I don't even know where to begin. It's a fabulous feat that I've broken from myself and became published. I'm happy for that. Ever since that day, I've lost myself and don't know where I begin nor end. I feel lonelier than ever as I connect with fellow writers on the web, which only reminds me how isolated I am from them here in real life.
I've seen and heard too many stories where traditional publishers neglect their poor authors to a point that I've struggled against whether to submit any more of my work to them. But I don't belong to the self-published realm, either. I am stuck in the middle, with no direction but for the whispery voices in my head.
I wonder where I'll end up a few months, years from now and can only hope that as I plow onward in this this crazy storm-tossed ocean, I will rediscover myself.

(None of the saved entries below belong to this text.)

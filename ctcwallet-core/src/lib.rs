//! Core of the CTC wallet: PIN-protected storage of a recovery secret.
//!
//! The [`vault`] module is the security boundary. It turns a recovery phrase
//! or private key into a base64 blob sealed with AES-256-GCM under a
//! PBKDF2-derived key, and back. Everything else (wallet records, PIN
//! credential, persistence, UI state) is built around it.

pub mod error;
pub mod security;
pub mod state;
pub mod storage;
pub mod vault;
pub mod wallet;

pub use error::{Result, WalletError};
pub use state::{AppState, WalletSource};
pub use storage::{FileStore, KeyValueStore, MemoryStore, SecretType, WalletRecord};
pub use vault::{SecretString, SecretVault, VaultError, VaultParams};
pub use wallet::{RevealedSecret, WalletService, WalletStatus};
mod config;
mod kv;
mod wallet;

pub use config::{Theme, WalletSettings};
pub use kv::{FileStore, KeyValueStore, MemoryStore, STORE_FILE_NAME};
pub use wallet::{
    delete_wallet, load_wallet, save_wallet, SecretType, TokenBalance, WalletRecord, WALLET_KEY,
};
use thiserror::Error;

use crate::vault::VaultError;

#[derive(Error, Debug)]
pub enum WalletError {
    #[error("Vault error: {0}")]
    Vault(#[from] VaultError),

    #[error("Invalid PIN")]
    InvalidPin,

    #[error("Wallet not set up")]
    NotSetup,

    #[error("Wallet is locked")]
    Locked,

    #[error("Wallet already exists")]
    AlreadyExists,

    #[error("Invalid secret: {0}")]
    InvalidSecret(String),

    #[error("Encryption error: {0}")]
    Encryption(String),

    #[error("Storage error: {0}")]
    Storage(String),

    #[error("Serialization error: {0}")]
    Serialization(#[from] serde_json::Error),

    #[error("IO error: {0}")]
    Io(#[from] std::io::Error),

    #[error("Background task failed: {0}")]
    Task(String),
}

impl WalletError {
    /// Wrong PIN or unreadable backup; the user can simply try again.
    pub fn is_decryption_failure(&self) -> bool {
        matches!(self, WalletError::Vault(VaultError::DecryptionFailed))
    }
}

impl serde::Serialize for WalletError {
    fn serialize<S>(&self, serializer: S) -> std::result::Result<S::Ok, S::Error>
    where
        S: serde::Serializer,
    {
        serializer.serialize_str(&self.to_string())
    }
}

pub type Result<T> = std::result::Result<T, WalletError>;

I wonder how common or uncommon this is for a published author to lose his or herself like this? This is more how I feel:
I've become lost within my self that I no longer feel capable of blogging. I have magic speaking to me to write, but I haven't dared to write a single word, though I have over 5 unborn books vying for my attention. In spite of these smothering emotions, I can't help but feel as a brewing storm waiting to break my torrents into the world when it is time. Crazy, isn't it?
For now, I must find where I belong without ripping apart my other good wing.
Have you been truly inspired to live a dream, but feel lost when you're there?